*Exercise goal*. Lines of the data that contain the word "other" are the ones to copy.

*Material for this exercise*.
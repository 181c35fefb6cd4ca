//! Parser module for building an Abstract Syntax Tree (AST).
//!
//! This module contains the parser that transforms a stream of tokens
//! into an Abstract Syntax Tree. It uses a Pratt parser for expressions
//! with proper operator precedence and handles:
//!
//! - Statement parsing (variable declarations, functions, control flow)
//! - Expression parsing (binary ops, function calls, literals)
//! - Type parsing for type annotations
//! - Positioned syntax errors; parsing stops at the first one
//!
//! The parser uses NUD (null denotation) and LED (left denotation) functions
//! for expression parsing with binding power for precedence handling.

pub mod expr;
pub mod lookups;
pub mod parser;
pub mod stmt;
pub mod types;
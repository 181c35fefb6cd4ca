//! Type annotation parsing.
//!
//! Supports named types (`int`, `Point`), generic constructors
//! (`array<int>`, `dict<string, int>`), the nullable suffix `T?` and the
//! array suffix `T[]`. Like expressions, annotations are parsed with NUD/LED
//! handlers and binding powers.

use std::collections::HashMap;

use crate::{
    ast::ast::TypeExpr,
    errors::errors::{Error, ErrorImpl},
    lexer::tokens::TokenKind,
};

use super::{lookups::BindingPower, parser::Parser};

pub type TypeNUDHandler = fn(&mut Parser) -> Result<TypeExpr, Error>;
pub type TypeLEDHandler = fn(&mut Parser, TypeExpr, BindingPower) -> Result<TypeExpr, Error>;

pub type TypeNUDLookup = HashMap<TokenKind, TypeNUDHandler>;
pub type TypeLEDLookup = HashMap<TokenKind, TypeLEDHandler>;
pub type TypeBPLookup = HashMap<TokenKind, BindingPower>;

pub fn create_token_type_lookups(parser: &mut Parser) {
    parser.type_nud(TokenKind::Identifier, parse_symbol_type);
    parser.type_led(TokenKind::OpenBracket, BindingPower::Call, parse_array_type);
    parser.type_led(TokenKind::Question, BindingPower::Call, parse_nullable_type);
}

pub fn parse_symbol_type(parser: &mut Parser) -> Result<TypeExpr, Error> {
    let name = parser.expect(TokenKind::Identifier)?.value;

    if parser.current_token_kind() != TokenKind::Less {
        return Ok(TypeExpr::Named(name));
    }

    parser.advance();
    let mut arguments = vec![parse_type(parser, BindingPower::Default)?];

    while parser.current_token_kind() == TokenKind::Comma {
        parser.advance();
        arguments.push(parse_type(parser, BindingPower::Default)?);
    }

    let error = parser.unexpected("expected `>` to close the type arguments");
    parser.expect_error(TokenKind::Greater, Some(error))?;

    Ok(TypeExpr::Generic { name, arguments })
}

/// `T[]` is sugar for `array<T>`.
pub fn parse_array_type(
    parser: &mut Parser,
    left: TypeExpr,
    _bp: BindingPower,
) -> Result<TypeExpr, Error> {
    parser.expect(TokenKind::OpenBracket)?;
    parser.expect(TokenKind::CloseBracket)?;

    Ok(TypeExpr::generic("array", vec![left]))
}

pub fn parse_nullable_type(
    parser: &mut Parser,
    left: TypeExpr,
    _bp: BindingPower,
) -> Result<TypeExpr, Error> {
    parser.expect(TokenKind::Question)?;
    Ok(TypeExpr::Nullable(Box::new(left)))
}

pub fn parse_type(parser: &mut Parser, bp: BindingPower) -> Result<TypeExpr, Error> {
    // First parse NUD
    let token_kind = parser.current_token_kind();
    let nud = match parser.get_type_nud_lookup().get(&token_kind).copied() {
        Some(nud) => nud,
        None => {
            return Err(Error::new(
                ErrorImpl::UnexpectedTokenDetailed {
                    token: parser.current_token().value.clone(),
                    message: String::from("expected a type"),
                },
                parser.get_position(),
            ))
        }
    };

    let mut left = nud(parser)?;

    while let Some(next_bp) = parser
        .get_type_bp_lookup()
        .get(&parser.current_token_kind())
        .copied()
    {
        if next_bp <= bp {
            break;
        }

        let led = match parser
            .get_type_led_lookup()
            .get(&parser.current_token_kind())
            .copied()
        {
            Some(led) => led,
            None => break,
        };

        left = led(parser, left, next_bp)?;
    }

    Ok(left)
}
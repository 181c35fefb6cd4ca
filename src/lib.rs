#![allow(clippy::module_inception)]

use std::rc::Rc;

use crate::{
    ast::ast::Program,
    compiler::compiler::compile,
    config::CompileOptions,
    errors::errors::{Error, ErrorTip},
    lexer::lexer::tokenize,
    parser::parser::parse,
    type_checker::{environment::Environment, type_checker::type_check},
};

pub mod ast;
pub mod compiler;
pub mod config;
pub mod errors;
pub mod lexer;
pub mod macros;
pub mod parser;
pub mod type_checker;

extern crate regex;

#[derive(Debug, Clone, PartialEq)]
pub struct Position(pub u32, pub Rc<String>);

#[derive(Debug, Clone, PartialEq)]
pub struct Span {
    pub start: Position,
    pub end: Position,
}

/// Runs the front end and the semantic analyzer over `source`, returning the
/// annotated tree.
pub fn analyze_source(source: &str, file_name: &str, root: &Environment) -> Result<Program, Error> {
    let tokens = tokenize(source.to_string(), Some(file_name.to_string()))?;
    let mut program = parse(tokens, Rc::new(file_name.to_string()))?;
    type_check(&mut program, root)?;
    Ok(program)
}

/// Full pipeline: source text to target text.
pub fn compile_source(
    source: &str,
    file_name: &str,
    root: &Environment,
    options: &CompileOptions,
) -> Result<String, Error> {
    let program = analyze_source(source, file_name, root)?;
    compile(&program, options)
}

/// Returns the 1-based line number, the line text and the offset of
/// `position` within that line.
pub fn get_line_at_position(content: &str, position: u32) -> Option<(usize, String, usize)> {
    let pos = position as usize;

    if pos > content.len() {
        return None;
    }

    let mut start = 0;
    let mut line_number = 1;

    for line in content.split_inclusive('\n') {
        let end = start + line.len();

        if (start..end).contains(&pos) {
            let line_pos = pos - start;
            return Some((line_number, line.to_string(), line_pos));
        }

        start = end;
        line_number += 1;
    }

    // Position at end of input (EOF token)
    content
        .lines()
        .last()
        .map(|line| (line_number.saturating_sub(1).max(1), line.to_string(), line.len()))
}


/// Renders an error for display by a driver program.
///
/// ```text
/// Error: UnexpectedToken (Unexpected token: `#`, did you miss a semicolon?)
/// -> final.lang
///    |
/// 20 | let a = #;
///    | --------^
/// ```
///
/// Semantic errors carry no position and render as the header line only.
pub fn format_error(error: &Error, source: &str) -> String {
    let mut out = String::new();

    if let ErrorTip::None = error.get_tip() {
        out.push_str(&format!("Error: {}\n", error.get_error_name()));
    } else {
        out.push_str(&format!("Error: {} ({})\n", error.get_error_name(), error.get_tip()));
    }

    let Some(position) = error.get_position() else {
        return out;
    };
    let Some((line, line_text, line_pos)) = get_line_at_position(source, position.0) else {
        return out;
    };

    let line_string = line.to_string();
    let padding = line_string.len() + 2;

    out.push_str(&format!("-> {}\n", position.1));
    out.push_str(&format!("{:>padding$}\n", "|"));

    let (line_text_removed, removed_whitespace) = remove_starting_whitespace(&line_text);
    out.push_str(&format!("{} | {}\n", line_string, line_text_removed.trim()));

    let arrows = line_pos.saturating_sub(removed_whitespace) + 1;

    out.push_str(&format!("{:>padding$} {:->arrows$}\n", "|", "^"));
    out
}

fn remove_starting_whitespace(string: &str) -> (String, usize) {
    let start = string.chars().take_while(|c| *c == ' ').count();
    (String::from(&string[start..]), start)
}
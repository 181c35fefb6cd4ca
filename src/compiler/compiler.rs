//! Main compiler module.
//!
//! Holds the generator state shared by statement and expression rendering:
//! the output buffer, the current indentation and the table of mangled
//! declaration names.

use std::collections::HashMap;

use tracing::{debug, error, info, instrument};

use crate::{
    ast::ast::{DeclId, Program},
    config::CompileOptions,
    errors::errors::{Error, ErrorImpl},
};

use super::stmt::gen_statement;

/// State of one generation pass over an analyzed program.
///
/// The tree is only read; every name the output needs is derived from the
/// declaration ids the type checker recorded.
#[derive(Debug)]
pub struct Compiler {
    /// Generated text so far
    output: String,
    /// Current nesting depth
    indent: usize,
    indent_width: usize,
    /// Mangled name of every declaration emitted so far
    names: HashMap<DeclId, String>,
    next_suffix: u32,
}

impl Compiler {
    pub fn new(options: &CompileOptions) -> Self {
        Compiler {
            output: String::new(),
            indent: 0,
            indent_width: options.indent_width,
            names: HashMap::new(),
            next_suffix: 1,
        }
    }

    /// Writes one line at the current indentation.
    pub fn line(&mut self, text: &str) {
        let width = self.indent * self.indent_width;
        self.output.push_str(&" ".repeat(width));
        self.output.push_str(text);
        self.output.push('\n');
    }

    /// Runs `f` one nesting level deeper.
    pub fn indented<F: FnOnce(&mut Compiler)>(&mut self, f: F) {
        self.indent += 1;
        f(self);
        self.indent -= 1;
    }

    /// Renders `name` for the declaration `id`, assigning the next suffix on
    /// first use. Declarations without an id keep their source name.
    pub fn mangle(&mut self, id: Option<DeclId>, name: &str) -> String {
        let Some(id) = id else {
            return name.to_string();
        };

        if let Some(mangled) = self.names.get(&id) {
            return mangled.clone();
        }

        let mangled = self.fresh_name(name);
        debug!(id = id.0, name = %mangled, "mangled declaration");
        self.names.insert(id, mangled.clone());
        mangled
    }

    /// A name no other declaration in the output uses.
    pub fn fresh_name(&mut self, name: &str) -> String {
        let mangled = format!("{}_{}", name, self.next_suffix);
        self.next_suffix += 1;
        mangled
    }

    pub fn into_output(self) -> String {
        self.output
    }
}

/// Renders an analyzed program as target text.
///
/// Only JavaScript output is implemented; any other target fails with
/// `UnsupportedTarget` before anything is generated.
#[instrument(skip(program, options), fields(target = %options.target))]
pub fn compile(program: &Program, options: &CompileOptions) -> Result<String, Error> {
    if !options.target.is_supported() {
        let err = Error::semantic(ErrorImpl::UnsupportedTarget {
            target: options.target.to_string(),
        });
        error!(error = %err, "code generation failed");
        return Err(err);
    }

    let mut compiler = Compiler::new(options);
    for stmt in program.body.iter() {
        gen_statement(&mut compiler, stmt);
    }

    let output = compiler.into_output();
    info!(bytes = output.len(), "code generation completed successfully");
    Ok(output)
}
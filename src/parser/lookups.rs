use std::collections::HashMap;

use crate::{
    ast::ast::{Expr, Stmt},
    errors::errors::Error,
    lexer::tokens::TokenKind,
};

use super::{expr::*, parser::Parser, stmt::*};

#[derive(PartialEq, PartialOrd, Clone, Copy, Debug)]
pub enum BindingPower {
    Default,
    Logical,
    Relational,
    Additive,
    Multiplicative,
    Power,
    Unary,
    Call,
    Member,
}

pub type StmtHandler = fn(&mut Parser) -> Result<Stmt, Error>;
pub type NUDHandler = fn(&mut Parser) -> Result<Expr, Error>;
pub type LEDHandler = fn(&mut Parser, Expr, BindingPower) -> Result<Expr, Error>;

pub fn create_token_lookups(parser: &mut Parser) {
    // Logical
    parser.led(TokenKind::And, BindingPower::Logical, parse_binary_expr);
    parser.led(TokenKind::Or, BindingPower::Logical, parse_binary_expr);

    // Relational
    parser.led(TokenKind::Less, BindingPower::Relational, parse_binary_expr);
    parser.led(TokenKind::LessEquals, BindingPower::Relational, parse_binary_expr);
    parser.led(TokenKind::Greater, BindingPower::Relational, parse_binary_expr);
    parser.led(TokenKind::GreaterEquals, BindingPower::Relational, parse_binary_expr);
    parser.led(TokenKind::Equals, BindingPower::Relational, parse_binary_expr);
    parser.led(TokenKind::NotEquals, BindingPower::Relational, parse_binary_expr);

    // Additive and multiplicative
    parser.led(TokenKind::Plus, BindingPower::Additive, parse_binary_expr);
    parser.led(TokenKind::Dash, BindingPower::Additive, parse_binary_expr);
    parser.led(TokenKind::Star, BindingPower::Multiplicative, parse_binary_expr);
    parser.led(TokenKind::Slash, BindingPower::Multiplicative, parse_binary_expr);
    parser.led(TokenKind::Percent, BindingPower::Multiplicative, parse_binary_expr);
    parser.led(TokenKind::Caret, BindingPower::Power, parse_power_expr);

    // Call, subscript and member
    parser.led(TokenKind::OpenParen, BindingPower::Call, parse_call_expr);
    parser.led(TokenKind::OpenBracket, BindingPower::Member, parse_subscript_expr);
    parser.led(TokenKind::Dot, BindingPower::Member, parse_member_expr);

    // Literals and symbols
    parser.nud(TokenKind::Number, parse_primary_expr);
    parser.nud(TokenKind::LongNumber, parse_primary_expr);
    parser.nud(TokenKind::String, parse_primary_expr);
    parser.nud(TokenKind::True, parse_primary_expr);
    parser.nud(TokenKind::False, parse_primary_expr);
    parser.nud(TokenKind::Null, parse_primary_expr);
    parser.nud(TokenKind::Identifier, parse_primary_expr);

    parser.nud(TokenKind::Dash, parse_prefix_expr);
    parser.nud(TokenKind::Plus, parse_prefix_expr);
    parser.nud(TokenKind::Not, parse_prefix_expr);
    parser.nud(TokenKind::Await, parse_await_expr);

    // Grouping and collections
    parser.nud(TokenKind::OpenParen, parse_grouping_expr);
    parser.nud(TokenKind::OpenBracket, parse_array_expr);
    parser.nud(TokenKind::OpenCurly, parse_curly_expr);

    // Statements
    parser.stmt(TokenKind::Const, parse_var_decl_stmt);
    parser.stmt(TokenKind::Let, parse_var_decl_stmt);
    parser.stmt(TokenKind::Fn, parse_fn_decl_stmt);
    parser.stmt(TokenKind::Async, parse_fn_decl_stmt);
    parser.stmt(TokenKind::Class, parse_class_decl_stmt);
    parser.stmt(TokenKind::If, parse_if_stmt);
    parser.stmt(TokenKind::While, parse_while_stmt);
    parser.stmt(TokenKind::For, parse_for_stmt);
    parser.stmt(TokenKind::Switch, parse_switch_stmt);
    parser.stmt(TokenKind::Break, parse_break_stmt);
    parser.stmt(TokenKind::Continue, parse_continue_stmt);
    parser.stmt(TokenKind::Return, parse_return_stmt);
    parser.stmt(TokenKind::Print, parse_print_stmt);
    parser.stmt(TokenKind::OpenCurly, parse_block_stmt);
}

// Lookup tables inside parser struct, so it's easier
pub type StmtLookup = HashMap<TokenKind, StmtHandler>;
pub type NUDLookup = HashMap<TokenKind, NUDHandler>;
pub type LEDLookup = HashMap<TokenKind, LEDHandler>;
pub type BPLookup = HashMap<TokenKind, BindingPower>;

*Written answer*.
    /// A name no other declaration in the output uses.
/// Only JavaScript output is implemented; any other target fails with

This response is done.